US President Trump said he would be willing to meet Iranian President Rouhani with “no preconditions” as tensions between the two countries climb following the U.S. president’s decision to withdraw from the 2015 nuclear deal.
Iran’s nuclear program was first launched in the 1950s, with help from the US. Iran signed the Nuclear Non-Proliferation Treaty in 1970. Support from the West continued until the Iranian Revolution and the ascent of Ayatollah Khomeini into power in 1979. Iran’s nuclear program has been a source of concern for the international community since then. The United Nations consequently imposed a number of sanctions on the nation. By 2015, the nation had lost billions of dollars due to these sanctions; an estimated $100 billion in oil revenue alone. It had also lost out on Foreign Direct Investment.
The Joint Comprehensive Plan of Action (JCPOA) is a comprehensive agreement between the P5+1 countries, EU and Iran to prevent nuclear arms development in Iran in exchange for removal of sanctions. October of 2025 was chosen as the Termination Day. Under the JCPOA signed in Vienna, Iran agreed to scale back the country's uranium enrichment programme. In exchange, UN-approved sanctions were lifted, and Tehran was allowed to resume trading oil and gas on the international market.

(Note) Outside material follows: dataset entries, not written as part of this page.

//! Shared traits and calendar utilities for budgeting primitives.

use std::fmt;

use chrono::{DateTime, Datelike, Duration, NaiveDate, NaiveDateTime, Utc};
use serde::{Deserialize, Serialize};
use uuid::Uuid;

/// Exposes a stable identifier for persisted entities.
pub trait Identifiable {
    fn id(&self) -> Uuid;
}

const MILLIS_PER_DAY: i64 = 86_400_000;

/// Signed number of calendar days from `from` to `to`, rounding fractional
/// remainders toward the later boundary.
pub fn ceil_days_between(from: DateTime<Utc>, to: DateTime<Utc>) -> i64 {
    let millis = (to - from).num_milliseconds();
    let days = millis.div_euclid(MILLIS_PER_DAY);
    if millis.rem_euclid(MILLIS_PER_DAY) > 0 {
        days + 1
    } else {
        days
    }
}

/// Shifts a date by whole calendar months, clamping the day-of-month to the
/// last day of the target month.
pub fn shift_months(date: NaiveDate, months: i32) -> NaiveDate {
    let mut year = date.year();
    let mut month = date.month() as i32 + months;
    let mut day = date.day();
    while month > 12 {
        month -= 12;
        year += 1;
    }
    while month < 1 {
        month += 12;
        year -= 1;
    }
    day = day.min(days_in_month(year, month as u32));
    NaiveDate::from_ymd_opt(year, month as u32, day).unwrap()
}

/// Shifts a date by whole calendar years, clamping Feb 29 to Feb 28 when the
/// target year is not a leap year.
pub fn shift_years(date: NaiveDate, years: i32) -> NaiveDate {
    let year = date.year() + years;
    let month = date.month();
    let day = date.day().min(days_in_month(year, month));
    NaiveDate::from_ymd_opt(year, month, day).unwrap()
}

pub fn days_in_month(year: i32, month: u32) -> u32 {
    let next_month = if month == 12 { 1 } else { month + 1 };
    let next_year = if month == 12 { year + 1 } else { year };
    let first_next = NaiveDate::from_ymd_opt(next_year, next_month, 1)
        .unwrap_or_else(|| NaiveDate::from_ymd_opt(year, month, 28).unwrap());
    let last_current = first_next - Duration::days(1);
    last_current.day()
}

/// Month shift over an instant, preserving the time of day.
pub fn shift_months_utc(at: DateTime<Utc>, months: i32) -> DateTime<Utc> {
    NaiveDateTime::new(shift_months(at.date_naive(), months), at.time()).and_utc()
}

/// Year shift over an instant, preserving the time of day.
pub fn shift_years_utc(at: DateTime<Utc>, years: i32) -> DateTime<Utc> {
    NaiveDateTime::new(shift_years(at.date_naive(), years), at.time()).and_utc()
}

/// Midnight UTC at the start of the given calendar date.
pub fn at_midnight(date: NaiveDate) -> DateTime<Utc> {
    NaiveDateTime::new(date, chrono::NaiveTime::MIN).and_utc()
}

/// The Sunday on or before the given date. Weeks anchor on Sunday everywhere
/// in this crate.
pub fn week_start(date: NaiveDate) -> NaiveDate {
    let offset = date.weekday().num_days_from_sunday() as i64;
    date - Duration::days(offset)
}

#[derive(Debug, Clone, Copy, Serialize, Deserialize, PartialEq, Eq)]
/// An inclusive reporting window over UTC instants.
pub struct DateWindow {
    pub start: DateTime<Utc>,
    pub end: DateTime<Utc>,
}

impl DateWindow {
    pub fn new(start: DateTime<Utc>, end: DateTime<Utc>) -> Result<Self, DateWindowError> {
        if end < start {
            return Err(DateWindowError::InvalidRange);
        }
        Ok(Self { start, end })
    }

    pub fn contains(&self, at: DateTime<Utc>) -> bool {
        at >= self.start && at <= self.end
    }

    /// The UTC calendar day containing `at`.
    pub fn day_of(at: DateTime<Utc>) -> Self {
        let start = at_midnight(at.date_naive());
        Self {
            start,
            end: start + Duration::days(1) - Duration::nanoseconds(1),
        }
    }

    /// The Sunday-anchored week containing `at`.
    pub fn week_of(at: DateTime<Utc>) -> Self {
        let start = at_midnight(week_start(at.date_naive()));
        Self {
            start,
            end: start + Duration::days(7) - Duration::nanoseconds(1),
        }
    }

    /// The calendar month containing `at`.
    pub fn month_of(at: DateTime<Utc>) -> Self {
        let first = at.date_naive().with_day(1).unwrap();
        let start = at_midnight(first);
        Self {
            start,
            end: at_midnight(shift_months(first, 1)) - Duration::nanoseconds(1),
        }
    }

    /// The calendar year containing `at`.
    pub fn year_of(at: DateTime<Utc>) -> Self {
        let first = NaiveDate::from_ymd_opt(at.date_naive().year(), 1, 1).unwrap();
        let start = at_midnight(first);
        Self {
            start,
            end: at_midnight(shift_years(first, 1)) - Duration::nanoseconds(1),
        }
    }

    /// From the start of the month `months - 1` months back, through `now`.
    pub fn last_months(now: DateTime<Utc>, months: u32) -> Self {
        let span = months.max(1) as i32;
        let first = shift_months(now.date_naive().with_day(1).unwrap(), -(span - 1));
        Self {
            start: at_midnight(first),
            end: now,
        }
    }

    /// From midnight `days - 1` days back, through `now`.
    pub fn last_days(now: DateTime<Utc>, days: u32) -> Self {
        let span = days.max(1) as i64;
        Self {
            start: at_midnight(now.date_naive() - Duration::days(span - 1)),
            end: now,
        }
    }
}

#[derive(Debug, Clone, Copy, PartialEq, Eq)]
/// Errors that can occur when constructing [`DateWindow`] values.
pub enum DateWindowError {
    InvalidRange,
}

impl fmt::Display for DateWindowError {
    fn fmt(&self, f: &mut fmt::Formatter<'_>) -> fmt::Result {
        match self {
            DateWindowError::InvalidRange => f.write_str("date window end must not precede start"),
        }
    }
}

impl std::error::Error for DateWindowError {}

#[cfg(test)]
mod tests {
    use super::*;
    use chrono::TimeZone;

    fn instant(y: i32, m: u32, d: u32, h: u32) -> DateTime<Utc> {
        Utc.with_ymd_and_hms(y, m, d, h, 0, 0).unwrap()
    }

    #[test]
    fn shift_months_clamps_to_month_end() {
        let jan31 = NaiveDate::from_ymd_opt(2025, 1, 31).unwrap();
        assert_eq!(
            shift_months(jan31, 1),
            NaiveDate::from_ymd_opt(2025, 2, 28).unwrap()
        );
        // leap year keeps the 29th
        let jan31_leap = NaiveDate::from_ymd_opt(2024, 1, 31).unwrap();
        assert_eq!(
            shift_months(jan31_leap, 1),
            NaiveDate::from_ymd_opt(2024, 2, 29).unwrap()
        );
    }

    #[test]
    fn shift_months_crosses_year_boundaries_both_ways() {
        let nov = NaiveDate::from_ymd_opt(2025, 11, 15).unwrap();
        assert_eq!(
            shift_months(nov, 3),
            NaiveDate::from_ymd_opt(2026, 2, 15).unwrap()
        );
        let feb = NaiveDate::from_ymd_opt(2025, 2, 15).unwrap();
        assert_eq!(
            shift_months(feb, -3),
            NaiveDate::from_ymd_opt(2024, 11, 15).unwrap()
        );
    }

    #[test]
    fn ceil_days_rounds_toward_later_boundary() {
        let now = instant(2025, 6, 10, 12);
        assert_eq!(ceil_days_between(now, now), 0);
        assert_eq!(ceil_days_between(now, now + Duration::hours(1)), 1);
        assert_eq!(ceil_days_between(now, now + Duration::days(3)), 3);
        assert_eq!(ceil_days_between(now, now - Duration::days(3)), -3);
        // -2.5 days rounds up to -2
        assert_eq!(
            ceil_days_between(now, now - Duration::days(2) - Duration::hours(12)),
            -2
        );
    }

    #[test]
    fn week_window_starts_on_sunday() {
        // 2025-06-11 is a Wednesday
        let window = DateWindow::week_of(instant(2025, 6, 11, 9));
        assert_eq!(
            window.start.date_naive(),
            NaiveDate::from_ymd_opt(2025, 6, 8).unwrap()
        );
        assert_eq!(
            window.end.date_naive(),
            NaiveDate::from_ymd_opt(2025, 6, 14).unwrap()
        );
    }

    #[test]
    fn month_window_covers_whole_month() {
        let window = DateWindow::month_of(instant(2025, 2, 14, 9));
        assert_eq!(
            window.start.date_naive(),
            NaiveDate::from_ymd_opt(2025, 2, 1).unwrap()
        );
        assert_eq!(
            window.end.date_naive(),
            NaiveDate::from_ymd_opt(2025, 2, 28).unwrap()
        );
        assert!(window.contains(instant(2025, 2, 28, 23)));
        assert!(!window.contains(instant(2025, 3, 1, 0)));
    }

    #[test]
    fn invalid_window_is_rejected() {
        let now = instant(2025, 6, 10, 0);
        assert!(DateWindow::new(now, now - Duration::days(1)).is_err());
        assert!(DateWindow::new(now, now).is_ok());
    }
}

Recently, President Trump, a long-time critic of the Iran nuclear deal went ahead and pulled out of the pact in May 2018. Washington also imposed a series of additional sanctions on Iranian entities, individuals and foreign companies. The United States also said that it will exert "maximum economic and diplomatic pressure" on other countries to stop buying crude oil from Iran. US has threatened the JCPOA’s remaining signatories with punitive measures if they engaged in trade and investment with Tehran.
US president at a joint press conference with Italian PM Conte on Monday said “I would certainly meet with Iran if they wanted to meet.” Garrett Marquis, a National Security Council spokesman said, “If the Iranian regime changes its behavior in the ways we’ve identified, the US is prepared to take actions to end sanctions, re-establish full diplomatic and commercial relations, permit Iran to have advanced technology, and support the reintegration of the Iranian economy into the international economic system.”
Secretary of State Michael Pompeo has laid out a list of demands addressing everything from Iran’s ballistic missile program to its involvement in the war in Yemen, as requirements for Iran to become a “normal country.” However, an Iranian official said the U.S. would need to show that it respects Iran and is returning to the nuclear deal that Trump rejected.
While expressing willingness to meet with the Iranian President, Trump cited his positive engagement with North Korea. He said, “There’s nothing wrong with meeting.” One possible opportunity would be during the annual United Nations General Assembly in late September in New York.
Economically, Trump may have some leverage with Tehran. Politically, however, many analysts say it would be very hard for Iran’s political leaders to meet with Trump, given his opposition to the nuclear accord they spent years negotiating, his travel ban that affects many Iranians interested in studying or working in the U.S. and his rhetoric against the government’s. Defense officials have said they have received no instructions to gird for a military conflict with Iran.
Last week, Rouhani fired Valiollah Seif, head of the country’s Central Bank, as the value of the Iranian rial continued to drop. It fell Monday to a record low against the dollar, largely in anticipation of the return of U.S. sanctions that were lifted under the nuclear deal. The administration has also said it will reinstate penalties in November against countries and companies that purchase Iranian oil, including U.S. allies around the globe.
“It’s a stretch, but there is a plausible pathway for a Trump-Rouhani summit,” former Obama Middle East adviser Ilan Goldenberg wrote on Twitter. “It goes through Vladimir Putin.” Russia is a party to the nuclear compact and has full diplomatic relations with Iran. This month, both Iranian Oil Minister Bijan Zanganeh and Ali Akbar Velayati, the top foreign policy adviser to Iran’s supreme leader, Ayatollah Ali Khamenei, visited Moscow for discussions on increased cooperation between their oil and gas industries.
Direct presidential negotiations with Iranian leaders would be another break with Republican orthodoxy and a potential point of friction with Israel and with Arab allies in the Persian Gulf who are united in opposition to Iran.
Our assessment is that a meeting between Rouhani and the American President would be a symbolic trump in the internal struggles between the reformist and the conservatives, led by the Supreme leader Ali Khamenei. We also believe that it would be important for Rouhani to get the tacit approval of the Supreme leader as he has the political and religious authority in Iran. We feel that Trump has thrown a curve ball when it appears that the US has some economic leverage with Tehran, which has faced months of protest about corruption and slow economic growth. We also feel that direct presidential negotiation with Iranian leaders would be a break with Republican orthodoxy and an irritant for Israel and the Sunni Arab allies in the Persian Gulf.